Previous cultures of bovine hepatocytes suggested that TG accumulation may limit capacity for gluconeogenesis43. Given choline’s apparent hepato-protective and lipotropic actions, the effect of choline and Met on cellular glycogen and glucose export was investigated. Depriving hepatocytes of CC decreased glycogen in the present experiment, and liver glycogen is similarly depleted in rodent models of non-alcoholic fatty liver disease or induced by choline deficiency44. As CC supply increased, glycogen increased (Fig. 5) and is consistent with in vitro8 and in vivo experiments that increased choline supply45. Liver glycogen and TG are negatively correlated in dairy cows45 and other species46 and the dose responsiveness of liver glycogen to increased choline supplementation could be related to the concomitant decrease in liver TG. The mechanism of CC to increase cellular glycogen in not clear but is not likely due to glucose uptake since bovine liver lacks glucokinase activity47,48. Given this, cellular glycogen reflects an increase in glyconeogenesis, the synthesis of glycogen from glucose-6-phosphate, derived from gluconeogenesis, rather than exogenous glucose49. Choline chloride may have shifted the fate of glucose-6-phosphate to glycogen and decreased glucose export in the culture system by molecular mechanisms requiring further exploration. In contrast to CC, DLM decreased glucose export without changing cellular glycogen (Fig. 5), suggesting a decrease in gluconeogenesis with increased DLM supply.

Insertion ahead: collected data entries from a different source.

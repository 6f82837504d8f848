//! Human player that gets input from keyboard.

use super::Player;
use anyhow::Result;
use crossterm::event::KeyCode;
use strictly_snakes::{GameSnapshot, Intent};
use tokio::sync::mpsc;
use tracing::debug;

/// Maps a key to the intent it raises, if any.
pub fn intent_for_key(key: KeyCode) -> Option<Intent> {
    match key {
        KeyCode::Char('r' | 'R' | ' ') => Some(Intent::Roll),
        KeyCode::Char('c' | 'C') | KeyCode::Enter => Some(Intent::Continue),
        KeyCode::Char('n' | 'N') => Some(Intent::Restart),
        _ => None,
    }
}

/// Human player using keyboard input.
pub struct HumanPlayer {
    name: String,
    input_rx: mpsc::UnboundedReceiver<KeyCode>,
}

impl HumanPlayer {
    /// Creates a new human player.
    pub fn new(name: impl Into<String>, input_rx: mpsc::UnboundedReceiver<KeyCode>) -> Self {
        Self {
            name: name.into(),
            input_rx,
        }
    }
}

#[async_trait::async_trait]
impl Player for HumanPlayer {
    async fn next_intent(&mut self, _snapshot: &GameSnapshot) -> Result<Intent> {
        while let Some(key) = self.input_rx.recv().await {
            match intent_for_key(key) {
                Some(intent) => return Ok(intent),
                None => debug!(?key, "Key has no binding"),
            }
        }

        anyhow::bail!("Input channel closed")
    }

    fn name(&self) -> &str {
        &self.name
    }
}

#[cfg(test)]
mod tests {
    use super::*;
    use strictly_snakes::GameSession;

    #[test]
    fn bindings() {
        assert_eq!(intent_for_key(KeyCode::Char('r')), Some(Intent::Roll));
        assert_eq!(intent_for_key(KeyCode::Char(' ')), Some(Intent::Roll));
        assert_eq!(intent_for_key(KeyCode::Enter), Some(Intent::Continue));
        assert_eq!(intent_for_key(KeyCode::Char('c')), Some(Intent::Continue));
        assert_eq!(intent_for_key(KeyCode::Char('n')), Some(Intent::Restart));
        assert_eq!(intent_for_key(KeyCode::Char('x')), None);
        assert_eq!(intent_for_key(KeyCode::Esc), None);
    }

    #[tokio::test]
    async fn skips_unbound_keys() {
        let (tx, rx) = mpsc::unbounded_channel();
        let mut human = HumanPlayer::new("Ada", rx);
        tx.send(KeyCode::Char('z')).unwrap();
        tx.send(KeyCode::Enter).unwrap();
        let snapshot = GameSession::seeded(1).snapshot();
        assert_eq!(human.next_intent(&snapshot).await.unwrap(), Intent::Continue);
    }

    #[tokio::test]
    async fn closed_channel_is_an_error() {
        let (tx, rx) = mpsc::unbounded_channel();
        drop(tx);
        let mut human = HumanPlayer::new("Ada", rx);
        let snapshot = GameSession::seeded(1).snapshot();
        assert!(human.next_intent(&snapshot).await.is_err());
    }
}
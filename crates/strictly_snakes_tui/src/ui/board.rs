//! Board grid rendering.

use crate::app::App;
use ratatui::{
    Frame,
    layout::{Alignment, Rect},
    style::{Color, Modifier, Style},
    text::{Line, Span},
    widgets::{Block, Borders, Paragraph},
};
use strictly_snakes::{BoardTopology, Player as Seat, ROW_WIDTH, Square, Transition};

use super::center_rect;

/// Columns per square.
const CELL_WIDTH: u16 = 5;

/// Board width including borders.
pub const BOARD_WIDTH: u16 = CELL_WIDTH * ROW_WIDTH as u16 + 2;

/// Board height including borders.
pub const BOARD_HEIGHT: u16 = ROW_WIDTH as u16 + 2;

/// What a single square shows.
#[derive(Debug, Clone, Copy, PartialEq, Eq)]
pub enum Cell {
    /// Nothing special; shows the number.
    Plain(Square),
    /// Snake head.
    Snake,
    /// Ladder bottom.
    Ladder,
    /// One token.
    Token(Seat),
    /// Both tokens.
    Both,
}

impl Cell {
    /// Works out what `square` shows. Tokens hide the jump marks beneath them.
    pub fn at(square: Square, human: Square, computer: Square, topology: &BoardTopology) -> Self {
        match (square == human, square == computer) {
            (true, true) => Cell::Both,
            (true, false) => Cell::Token(Seat::Human),
            (false, true) => Cell::Token(Seat::Computer),
            (false, false) => match topology.kind(square) {
                Transition::Snake => Cell::Snake,
                Transition::Ladder => Cell::Ladder,
                Transition::None => Cell::Plain(square),
            },
        }
    }

    fn label(self) -> String {
        let text = match self {
            Cell::Plain(square) => square.to_string(),
            Cell::Snake => "S↓".to_string(),
            Cell::Ladder => "L↑".to_string(),
            Cell::Token(Seat::Human) => "P1".to_string(),
            Cell::Token(Seat::Computer) => "P2".to_string(),
            Cell::Both => "P1P2".to_string(),
        };
        format!("{:>width$}", text, width = CELL_WIDTH as usize)
    }

    fn style(self) -> Style {
        match self {
            Cell::Plain(_) => Style::default().fg(Color::DarkGray),
            Cell::Snake => Style::default().fg(Color::Red),
            Cell::Ladder => Style::default().fg(Color::Green),
            Cell::Token(Seat::Human) | Cell::Both => Style::default()
                .fg(Color::Blue)
                .add_modifier(Modifier::BOLD),
            Cell::Token(Seat::Computer) => Style::default()
                .fg(Color::Magenta)
                .add_modifier(Modifier::BOLD),
        }
    }
}

/// Renders the 10x10 board, top row first, rows snaking in alternate directions.
pub fn draw_board(frame: &mut Frame, area: Rect, app: &App, topology: &BoardTopology) {
    let board_area = center_rect(area, BOARD_WIDTH, BOARD_HEIGHT);
    let human = app.displayed_position(Seat::Human);
    let computer = app.displayed_position(Seat::Computer);

    let lines: Vec<Line> = BoardTopology::layout_rows()
        .into_iter()
        .map(|row| {
            let spans: Vec<Span> = row
                .into_iter()
                .map(|square| {
                    let cell = Cell::at(square, human, computer, topology);
                    Span::styled(cell.label(), cell.style())
                })
                .collect();
            Line::from(spans)
        })
        .collect();

    let board = Paragraph::new(lines)
        .alignment(Alignment::Left)
        .block(Block::default().title("Board").borders(Borders::ALL));
    frame.render_widget(board, board_area);
}
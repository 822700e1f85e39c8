//! Configuration for the message service

use sms_shared::config::MessagingConfig;

/// Configuration for the message service
#[derive(Debug, Clone)]
pub struct MessageServiceConfig {
    /// Region used to parse receivers without an international prefix
    pub default_region: String,
    /// Only messages created within this many days are reconciled
    pub reconciliation_window_days: i64,
}

impl Default for MessageServiceConfig {
    fn default() -> Self {
        Self {
            default_region: String::from("GB"),
            reconciliation_window_days: 7,
        }
    }
}

impl From<&MessagingConfig> for MessageServiceConfig {
    fn from(config: &MessagingConfig) -> Self {
        Self {
            default_region: config.default_region.clone(),
            reconciliation_window_days: config.reconciliation_window_days,
        }
    }
}
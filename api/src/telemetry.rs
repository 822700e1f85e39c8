//! Tracing subscriber setup.
//!
//! `RUST_LOG` takes precedence over the configured level when it is set.

use tracing_subscriber::EnvFilter;

use sms_shared::config::{LogFormat, LoggingConfig};

/// Install the global subscriber. Call once, before the server starts.
pub fn init(config: &LoggingConfig) {
    let env_filter =
        EnvFilter::try_from_default_env().unwrap_or_else(|_| EnvFilter::new(&config.level));

    match config.format {
        LogFormat::Json => tracing_subscriber::fmt()
            .json()
            .with_env_filter(env_filter)
            .with_current_span(true)
            .init(),
        LogFormat::Pretty => tracing_subscriber::fmt()
            .with_env_filter(env_filter)
            .with_target(false)
            .init(),
    }
}
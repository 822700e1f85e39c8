//! Domain-specific error types and error handling.

mod types;


pub use types::ValidationError;

use thiserror::Error;

/// Core domain errors
#[derive(Error, Debug)]
pub enum DomainError {
    #[error("Resource not found: {resource}")]
    NotFound { resource: String },

    #[error("Permission denied: {message}")]
    PermissionDenied { message: String },

    #[error("SMS provider unavailable: {message}")]
    ProviderUnavailable { message: String },

    #[error("Data consistency error: {message}")]
    DataConsistency { message: String },

    #[error("Invalid state: {message}")]
    InvalidState { message: String },

    #[error("Internal error: {message}")]
    Internal { message: String },

    // Bridge to field-level validation errors
    #[error(transparent)]
    ValidationErr(#[from] ValidationError),
}

impl DomainError {
    /// Whether the failure was caused by the caller's input
    pub fn is_client_error(&self) -> bool {
        matches!(
            self,
            DomainError::ValidationErr(_)
                | DomainError::NotFound { .. }
                | DomainError::PermissionDenied { .. }
                | DomainError::DataConsistency { .. }
                | DomainError::InvalidState { .. }
        )
    }
}

pub type DomainResult<T> = Result<T, DomainError>;
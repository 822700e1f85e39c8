//! Common utility functions

pub mod datetime;
pub mod phone;

// Re-export commonly used utilities
pub use datetime::{format_measurement_timestamp, parse_report_datetime};
pub use phone::{mask_phone_number, normalize_to_e164, PhoneError};
mod twilio_tests;
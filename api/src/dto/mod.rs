pub mod message;

pub use message::{CreateMessageRequest, GetMessageQuery, ListMessagesQuery, StatusCountsQuery};
pub mod error;

pub use error::ApiError;
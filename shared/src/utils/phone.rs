//! Phone number utilities

use phonenumber::{country, Mode};
use thiserror::Error;

/// Reasons a receiver number can be rejected
#[derive(Error, Debug, Clone, PartialEq, Eq)]
pub enum PhoneError {
    #[error("Unknown region code: {0}")]
    UnknownRegion(String),

    #[error("Unparseable phone number: {0}")]
    Unparseable(String),

    #[error("Phone number is not valid for its region")]
    Invalid,
}

/// Parse `raw` against `region` (ISO 3166 alpha-2) and format it as E.164.
///
/// Numbers that already carry a `+` prefix keep their own country code.
pub fn normalize_to_e164(raw: &str, region: &str) -> Result<String, PhoneError> {
    let region_id: country::Id = region
        .trim()
        .to_uppercase()
        .parse()
        .map_err(|_| PhoneError::UnknownRegion(region.to_string()))?;

    let parsed = phonenumber::parse(Some(region_id), raw.trim())
        .map_err(|e| PhoneError::Unparseable(e.to_string()))?;

    if !phonenumber::is_valid(&parsed) {
        return Err(PhoneError::Invalid);
    }

    Ok(parsed.format().mode(Mode::E164).to_string())
}

/// Strip everything but digits and a leading plus
fn strip_formatting(phone: &str) -> String {
    phone
        .chars()
        .filter(|c| c.is_ascii_digit() || *c == '+')
        .collect()
}

/// Mask a phone number for logs (e.g., +44****3456)
pub fn mask_phone_number(phone: &str) -> String {
    let normalized = strip_formatting(phone);
    if normalized.len() >= 7 {
        format!(
            "{}****{}",
            &normalized[0..3],
            &normalized[normalized.len() - 4..]
        )
    } else {
        "****".to_string()
    }
}
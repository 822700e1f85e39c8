//! Configuration module with business-specific sub-modules
//!
//! This module organizes configuration into logical areas:
//! - `database` - Database connection and pool configuration
//! - `environment` - Environment detection and logging configuration
//! - `messaging` - Phone parsing region and reconciliation window
//! - `provider` - SMS provider (Twilio) credentials and disabled mode
//! - `server` - HTTP server configuration

pub mod database;
pub mod environment;
pub mod messaging;
pub mod provider;
pub mod server;

use thiserror::Error;

// Re-export commonly used types
pub use database::DatabaseConfig;
pub use environment::{Environment, LogFormat, LoggingConfig};
pub use messaging::MessagingConfig;
pub use provider::ProviderConfig;
pub use server::ServerConfig;

/// Errors raised while reading configuration from the environment
#[derive(Error, Debug, Clone, PartialEq, Eq)]
pub enum ConfigError {
    #[error("Missing required environment variable: {0}")]
    Missing(String),

    #[error("Invalid value for {var}: {value}")]
    Invalid { var: String, value: String },
}

/// Read an optional variable and parse it, falling back to `default` when unset
pub(crate) fn parse_var<T: std::str::FromStr>(var: &str, default: T) -> Result<T, ConfigError> {
    match std::env::var(var) {
        Ok(value) => value.trim().parse().map_err(|_| ConfigError::Invalid {
            var: var.to_string(),
            value,
        }),
        Err(_) => Ok(default),
    }
}

/// Parse a boolean flag the way operators tend to write them
pub(crate) fn parse_flag(var: &str, default: bool) -> Result<bool, ConfigError> {
    match std::env::var(var) {
        Ok(value) => match value.trim().to_lowercase().as_str() {
            "1" | "true" | "yes" | "on" => Ok(true),
            "0" | "false" | "no" | "off" | "" => Ok(false),
            _ => Err(ConfigError::Invalid {
                var: var.to_string(),
                value,
            }),
        },
        Err(_) => Ok(default),
    }
}
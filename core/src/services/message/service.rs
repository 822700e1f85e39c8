//! Main message lifecycle service implementation

use chrono::{DateTime, Duration, Utc};
use std::collections::BTreeMap;
use std::sync::Arc;
use uuid::Uuid;

use sms_shared::utils::phone::{mask_phone_number, normalize_to_e164};

use crate::domain::entities::Message;
use crate::domain::value_objects::{NewMessage, StatusCallback};
use crate::errors::{DomainError, DomainResult, ValidationError};
use crate::repositories::message::{MessageFilter, MessageRepository, QueryOptions};

use super::config::MessageServiceConfig;
use super::traits::ProviderGateway;
use super::types::ReconciliationSummary;

/// Lifecycle engine for outbound messages
pub struct MessageService<R: MessageRepository, G: ProviderGateway> {
    /// Message store
    repository: Arc<R>,
    /// SMS provider
    gateway: Arc<G>,
    /// Service configuration
    config: MessageServiceConfig,
}

impl<R: MessageRepository, G: ProviderGateway> MessageService<R, G> {
    /// Create a new message service
    pub fn new(repository: Arc<R>, gateway: Arc<G>, config: MessageServiceConfig) -> Self {
        Self {
            repository,
            gateway,
            config,
        }
    }

    /// Normalise, dispatch and persist a new message
    ///
    /// This method:
    /// 1. Rejects blank fields and unparseable receivers
    /// 2. Sends the message through the provider gateway
    /// 3. Persists the record with the provider's id and status
    ///
    /// Nothing is persisted when the provider call fails.
    pub async fn create_message(&self, mut details: NewMessage) -> DomainResult<Message> {
        details.validate()?;

        details.receiver = normalize_to_e164(&details.receiver, &self.config.default_region)
            .map_err(|e| ValidationError::InvalidPhoneNumber {
                reason: e.to_string(),
            })?;

        let sent = self
            .gateway
            .send_message(&details.receiver, &details.content, &details.sender)
            .await
            .map_err(|e| {
                tracing::error!(
                    receiver = %mask_phone_number(&details.receiver),
                    trustomer_code = %details.trustomer_code,
                    product_name = %details.product_name,
                    error = %e,
                    event = "sms_send_failed",
                    "Provider rejected outbound message"
                );
                e
            })?;

        let message = self.repository.insert(Message::new(details, sent)).await?;

        tracing::info!(
            message_uuid = %message.uuid,
            provider_message_id = %message.provider_message_id,
            receiver = %mask_phone_number(&message.receiver),
            trustomer_code = %message.trustomer_code,
            product_name = %message.product_name,
            status = ?message.status,
            event = "sms_created",
            "Message dispatched"
        );

        Ok(message)
    }

    /// Look up a message by identifier
    pub async fn get_message(&self, uuid: Uuid, options: QueryOptions) -> DomainResult<Message> {
        self.repository
            .find_by_uuid(uuid, options)
            .await?
            .ok_or_else(|| DomainError::NotFound {
                resource: format!("Message {}", uuid),
            })
    }

    /// List non-deleted messages matching `filter`, most recent first
    pub async fn list_messages(&self, mut filter: MessageFilter) -> DomainResult<Vec<Message>> {
        // Receivers are stored in E.164, so compare in that form when possible
        if let Some(receiver) = filter.receiver.as_mut() {
            if let Ok(normalized) = normalize_to_e164(receiver, &self.config.default_region) {
                *receiver = normalized;
            }
        }

        self.repository
            .find(&filter, QueryOptions::default())
            .await
    }

    /// Soft-delete a message owned by the given customer and product
    pub async fn delete_message(
        &self,
        uuid: Uuid,
        trustomer_code: &str,
        product_name: &str,
    ) -> DomainResult<Message> {
        let mut message = self.get_message(uuid, QueryOptions::default()).await?;

        if !message.belongs_to(trustomer_code, product_name) {
            tracing::warn!(
                message_uuid = %uuid,
                trustomer_code = %trustomer_code,
                product_name = %product_name,
                owner_trustomer_code = %message.trustomer_code,
                owner_product_name = %message.product_name,
                event = "cross_tenant_delete_denied",
                "Refused to delete a message owned by another tenant"
            );
            return Err(DomainError::PermissionDenied {
                message: format!(
                    "Message {} does not belong to {}/{}",
                    uuid, trustomer_code, product_name
                ),
            });
        }

        let now = Utc::now();
        if !self.repository.mark_deleted(uuid, now).await? {
            return Err(DomainError::NotFound {
                resource: format!("Message {}", uuid),
            });
        }
        message.mark_deleted(now);

        tracing::info!(
            message_uuid = %uuid,
            trustomer_code = %trustomer_code,
            product_name = %product_name,
            event = "sms_deleted",
            "Message soft-deleted"
        );

        Ok(message)
    }

    /// Authenticate an inbound callback before it is processed
    pub fn verify_callback_signature(
        &self,
        signature: Option<&str>,
        params: &BTreeMap<String, String>,
    ) -> DomainResult<()> {
        if self.gateway.verify_signature(signature, params) {
            return Ok(());
        }

        tracing::warn!(
            signature_present = signature.is_some(),
            provider_message_id = params.get("MessageSid").map(String::as_str).unwrap_or(""),
            event = "callback_signature_invalid",
            "Rejected status callback with invalid signature"
        );
        Err(DomainError::PermissionDenied {
            message: "Invalid callback signature".to_string(),
        })
    }

    /// Apply a provider status callback.
    ///
    /// An unknown provider id is a data-consistency failure. The merged status
    /// is stored before anything else. Once it is terminal the body is redacted
    /// at the provider; a failed redaction is left for the next sweep.
    pub async fn handle_callback(&self, callback: StatusCallback) -> DomainResult<Message> {
        let mut message = self
            .repository
            .find_by_provider_message_id(&callback.provider_message_id, QueryOptions::default())
            .await?
            .ok_or_else(|| {
                tracing::error!(
                    provider_message_id = %callback.provider_message_id,
                    event = "callback_unknown_message",
                    "Status callback references an unknown message"
                );
                DomainError::DataConsistency {
                    message: format!(
                        "No message with provider id {}",
                        callback.provider_message_id
                    ),
                }
            })?;

        if message.apply_update(&callback.update) {
            self.repository.update_status(&message).await?;
        }

        if message.needs_redaction() && self.try_redact(&message).await {
            let now = Utc::now();
            self.repository.mark_redacted(&[message.uuid], now).await?;
            message.mark_redacted(now)?;
        }

        tracing::info!(
            message_uuid = %message.uuid,
            provider_message_id = %message.provider_message_id,
            status = ?message.status,
            redacted = message.redacted.is_some(),
            event = "callback_processed",
            "Status callback applied"
        );

        Ok(message)
    }

    /// Poll pending messages and retry outstanding redactions.
    ///
    /// Only messages created inside the reconciliation window are touched. Each
    /// pass writes its changes as one unit and only touches the columns it owns;
    /// gateway failures on individual messages are logged and skipped.
    pub async fn bulk_reconcile(&self) -> DomainResult<ReconciliationSummary> {
        let since = self.window_start()?;
        let mut summary = ReconciliationSummary::default();

        // Pass 1: status poll
        let pending = self
            .repository
            .find(&MessageFilter::pending_since(since), QueryOptions::default())
            .await?;

        let mut updated = Vec::new();
        for mut message in pending {
            summary.polled += 1;
            match self.gateway.fetch_message(&message.provider_message_id).await {
                Some(update) if message.apply_update(&update) => {
                    summary.updated += 1;
                    updated.push(message);
                }
                Some(_) => summary.unchanged += 1,
                None => {
                    tracing::debug!(
                        message_uuid = %message.uuid,
                        provider_message_id = %message.provider_message_id,
                        "No status update from provider"
                    );
                    summary.unchanged += 1;
                }
            }
        }
        self.repository.update_statuses(&updated).await?;

        // Pass 2: redaction sweep, including messages that just became terminal
        let unredacted = self
            .repository
            .find(
                &MessageFilter::unredacted_terminal_since(since),
                QueryOptions::default(),
            )
            .await?;

        let mut redacted = Vec::new();
        for message in unredacted {
            summary.redaction_attempts += 1;
            if self.try_redact(&message).await {
                summary.redacted += 1;
                redacted.push(message.uuid);
            } else {
                summary.redaction_failures += 1;
            }
        }
        if !redacted.is_empty() {
            self.repository.mark_redacted(&redacted, Utc::now()).await?;
        }

        tracing::info!(
            polled = summary.polled,
            updated = summary.updated,
            unchanged = summary.unchanged,
            redaction_attempts = summary.redaction_attempts,
            redacted = summary.redacted,
            redaction_failures = summary.redaction_failures,
            event = "bulk_reconcile_completed",
            "Reconciliation sweep finished"
        );

        Ok(summary)
    }

    /// Oldest creation time the sweep still looks at
    fn window_start(&self) -> DomainResult<DateTime<Utc>> {
        let days = self.config.reconciliation_window_days;
        Duration::try_days(days)
            .and_then(|window| Utc::now().checked_sub_signed(window))
            .ok_or_else(|| DomainError::Internal {
                message: format!("Reconciliation window of {} days is out of range", days),
            })
    }

    /// Ask the provider to redact the body; failures are logged for the next sweep
    async fn try_redact(&self, message: &Message) -> bool {
        let redacted = self
            .gateway
            .redact_message_body(&message.provider_message_id)
            .await;

        if !redacted {
            tracing::warn!(
                message_uuid = %message.uuid,
                provider_message_id = %message.provider_message_id,
                event = "sms_redaction_failed",
                "Redaction failed, will retry on next sweep"
            );
        }
        redacted
    }
}
//! Shared utilities and common types for the SMS API server
//!
//! This crate provides common functionality used across all server modules:
//! - Configuration types
//! - Error response structures
//! - Utility functions (phone normalisation, timestamp parsing)

pub mod config;
pub mod errors;
pub mod utils;

// Re-export commonly used items at crate root
pub use config::{
    ConfigError, DatabaseConfig, Environment, LogFormat, LoggingConfig, MessagingConfig,
    ProviderConfig, ServerConfig,
};
pub use errors::{error_codes, ErrorResponse};
pub use utils::{datetime, phone};
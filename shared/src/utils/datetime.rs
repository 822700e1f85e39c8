//! Timestamp parsing and formatting helpers for the reporting surface

use chrono::{DateTime, NaiveDate, SecondsFormat, Utc};

/// Parse an ISO-8601 instant or a bare `YYYY-MM-DD` date (read as midnight UTC)
pub fn parse_report_datetime(value: &str) -> Option<DateTime<Utc>> {
    let value = value.trim();
    if let Ok(dt) = DateTime::parse_from_rfc3339(value) {
        return Some(dt.with_timezone(&Utc));
    }
    if let Ok(naive) = chrono::NaiveDateTime::parse_from_str(value, "%Y-%m-%dT%H:%M:%S%.f") {
        return Some(naive.and_utc());
    }
    NaiveDate::parse_from_str(value, "%Y-%m-%d")
        .ok()
        .and_then(|date| date.and_hms_opt(0, 0, 0))
        .map(|naive| naive.and_utc())
}

/// Millisecond precision with an explicit `+00:00` offset
pub fn format_measurement_timestamp(at: DateTime<Utc>) -> String {
    at.to_rfc3339_opts(SecondsFormat::Millis, false)
}

#[cfg(test)]
mod tests {
    use super::*;
    use chrono::TimeZone;

    #[test]
    fn test_parse_rfc3339_with_offset() {
        let parsed = parse_report_datetime("2024-03-01T10:00:00+01:00").unwrap();
        assert_eq!(parsed, Utc.with_ymd_and_hms(2024, 3, 1, 9, 0, 0).unwrap());
    }

    #[test]
    fn test_parse_bare_date() {
        let parsed = parse_report_datetime("2024-03-01").unwrap();
        assert_eq!(parsed, Utc.with_ymd_and_hms(2024, 3, 1, 0, 0, 0).unwrap());
    }

    #[test]
    fn test_parse_rejects_garbage() {
        assert!(parse_report_datetime("yesterday").is_none());
        assert!(parse_report_datetime("2024-13-45").is_none());
    }

    #[test]
    fn test_measurement_timestamp_format() {
        let at = Utc.with_ymd_and_hms(2024, 3, 1, 9, 5, 7).unwrap();
        assert_eq!(format_measurement_timestamp(at), "2024-03-01T09:05:07.000+00:00");
    }
}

The contributions of gluconeogenic precursors shifts during the peripartum period50 and increased contribution of precursors that enter through pyruvate highlight the importance of pyruvate flux around the time of calving51,52. Pyruvate can be oxidized for energy, or pyruvate can be carboxylated to OAA by pyruvate carboxylase (EC 6.4.1.1) to increase oxidative capacity or be used for gluconeogenesis. We previously reported CC supply induced pyruvate carboxylase expression in a previous hepatocyte culture8, and we hypothesized that CC would increase the use of pyruvate for gluconeogenesis. The presence of CC marginally decreased the conversion of [2-14C]pyruvate to CO2, sparing potential gluconeogenic carbon from oxidation; however, conversion of [2-14C]pyruvate to glycogen did not appear to be affected by CC supply using the experimental design described here. Considering that glycogen was likely derived from gluconeogenesis, it could be inferred that [2-14C]pyruvate conversion to glucose was not sensitive to CC supply or hepatic lipidosis. Similarly, previous work suggested pyruvate and alanine conversion to glucose is not as sensitive to hepatic lipidosis as propionate, the main glucose precursor in ruminants25,43,53. Decreased enrichment of glycogen with pyruvate in the present experiment might imply a decrease in pyruvate conversion to glucose. Alternatively, the CC-induced increase in cellular glycogen may have been realized before the final 3 h incubation and [2-14C]pyruvate-glucose was diluted in the larger glycogen pool. Future methods that quantify the glycogen pool before substrate labeling would be able to further elucidate this. The unchanged rate of [2-14C]pyruvate conversion to glycogen combined with diluted glycogen enrichment with [2-14C]pyruvate suggests alternative glucogenic precursors supported gluconeogenesis and subsequently glyconeogenesis.
Several of the amino acids included in excess in the basal media are considered glucogenic and enter as different intermediates of the TCA cycle for gluconeogenesis. [2-14C]pyruvate spared from oxidation by increasing DLM supply did not appear to support gluconeogenesis as the conversion of [2-14C]pyruvate to glycogen was not affected (Fig. 6). Combined with the marginal decrease in glycogen enrichment with [2-14C]pyruvate as DLM supply was increased without a change in the glycogen pool by DLM could suggest increasing DLM supply limited the use of pyruvate for gluconeogenesis.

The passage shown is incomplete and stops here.